◆ **WHAT THIS TASK INVOLVES**: Using the data below, gather each line that includes the word "stmt".
#### DATA ####
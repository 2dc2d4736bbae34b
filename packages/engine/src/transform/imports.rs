//! Import declaration fixes: merging duplicates and the missing `React` binding.

use indexmap::IndexMap;
use oxc_ast::ast::{
    Expression, ImportDeclaration, ImportDeclarationSpecifier, ImportOrExportKind, Statement,
};
use oxc_span::GetSpan;

use crate::api::ChangeKind;

use super::syntax::{imported_locals, prologue_end, quote_of, removal_range, slice};
use super::walk::{walk_program, Node, NodeVisitor};
use super::{Rewriter, TreeVisitor, VisitContext};

/// Declarations that only bind named specifiers.
fn is_named_only(decl: &ImportDeclaration<'_>) -> bool {
    decl.specifiers.as_ref().is_some_and(|specifiers| {
        !specifiers.is_empty()
            && specifiers
                .iter()
                .all(|s| matches!(s, ImportDeclarationSpecifier::ImportSpecifier(_)))
    })
}

pub struct MergeImports;

impl TreeVisitor for MergeImports {
    fn name(&self) -> &'static str {
        "merge-imports"
    }

    fn visit(&self, cx: &VisitContext<'_, '_>, rw: &mut Rewriter<'_>) {
        let mut groups: IndexMap<(&str, bool), Vec<&ImportDeclaration<'_>>> = IndexMap::new();
        for stmt in &cx.program.body {
            if let Statement::ImportDeclaration(decl) = stmt {
                if is_named_only(decl) {
                    let is_type = decl.import_kind == ImportOrExportKind::Type;
                    groups
                        .entry((decl.source.value.as_str(), is_type))
                        .or_default()
                        .push(decl);
                }
            }
        }

        for ((source, is_type), decls) in groups {
            let [first, rest @ ..] = &decls[..] else {
                continue;
            };
            if rest.is_empty() {
                continue;
            }

            let mut names: Vec<&str> = Vec::new();
            for decl in &decls {
                for spec in decl.specifiers.iter().flatten() {
                    let text = slice(cx.text, spec.span());
                    if !names.contains(&text) {
                        names.push(text);
                    }
                }
            }

            let quote = quote_of(slice(cx.text, first.source.span));
            let keyword = if is_type { "import type" } else { "import" };
            rw.replace(
                first.span,
                format!(
                    "{keyword} {{ {} }} from {quote}{source}{quote};",
                    names.join(", ")
                ),
            );
            for decl in rest {
                rw.remove(removal_range(cx.text, decl.span));
                rw.change(
                    ChangeKind::ImportMerged,
                    format!("merged duplicate import from \"{}\"", source),
                    decl.span.start,
                );
            }
        }
    }
}

#[derive(Default)]
struct ReactUsage {
    referenced: bool,
    declared: bool,
}

impl<'n, 'a> NodeVisitor<'n, 'a> for ReactUsage {
    fn enter(&mut self, node: Node<'n, 'a>, _ancestors: &[Node<'n, 'a>]) {
        match node {
            Node::Expression(Expression::StaticMemberExpression(m)) => {
                if matches!(&m.object, Expression::Identifier(id) if id.name.as_str() == "React") {
                    self.referenced = true;
                }
            }
            Node::VariableDeclaration(d) => {
                self.declared |= d.declarations.iter().any(|declarator| {
                    declarator
                        .id
                        .get_binding_identifier()
                        .is_some_and(|id| id.name.as_str() == "React")
                });
            }
            _ => {}
        }
    }
}

/// `React.*` used without any `React` binding in scope.
pub struct ReactImport;

impl TreeVisitor for ReactImport {
    fn name(&self) -> &'static str {
        "react-import"
    }

    fn visit(&self, cx: &VisitContext<'_, '_>, rw: &mut Rewriter<'_>) {
        if imported_locals(cx.program).contains(&"React") {
            return;
        }
        let mut usage = ReactUsage::default();
        walk_program(cx.program, &mut usage);
        if !usage.referenced || usage.declared {
            return;
        }

        // Prefer extending `import { useState } from "react"`.
        let existing = cx.program.body.iter().find_map(|stmt| match stmt {
            Statement::ImportDeclaration(decl)
                if decl.source.value.as_str() == "react"
                    && decl.import_kind == ImportOrExportKind::Value
                    && is_named_only(decl) =>
            {
                Some(decl)
            }
            _ => None,
        });
        if let Some(decl) = existing {
            let first = decl.specifiers.iter().flatten().next();
            if let Some(first) = first {
                let head = &cx.text[decl.span.start as usize..first.span().start as usize];
                if let Some(brace) = head.rfind('{') {
                    let at = decl.span.start + brace as u32;
                    rw.insert(at, "React, ");
                    rw.change(
                        ChangeKind::ImportAdded,
                        "added the default React import",
                        decl.span.start,
                    );
                    return;
                }
            }
        }

        let at = prologue_end(cx.program, cx.text);
        rw.insert(at, "import React from \"react\";\n");
        rw.change(ChangeKind::ImportAdded, "imported React for React.* references", at);
    }
}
####
◆ **TASK OUTPUT**:
        for stmt in &cx.program.body {
            if let Statement::ImportDeclaration(decl) = stmt {
        let existing = cx.program.body.iter().find_map(|stmt| match stmt {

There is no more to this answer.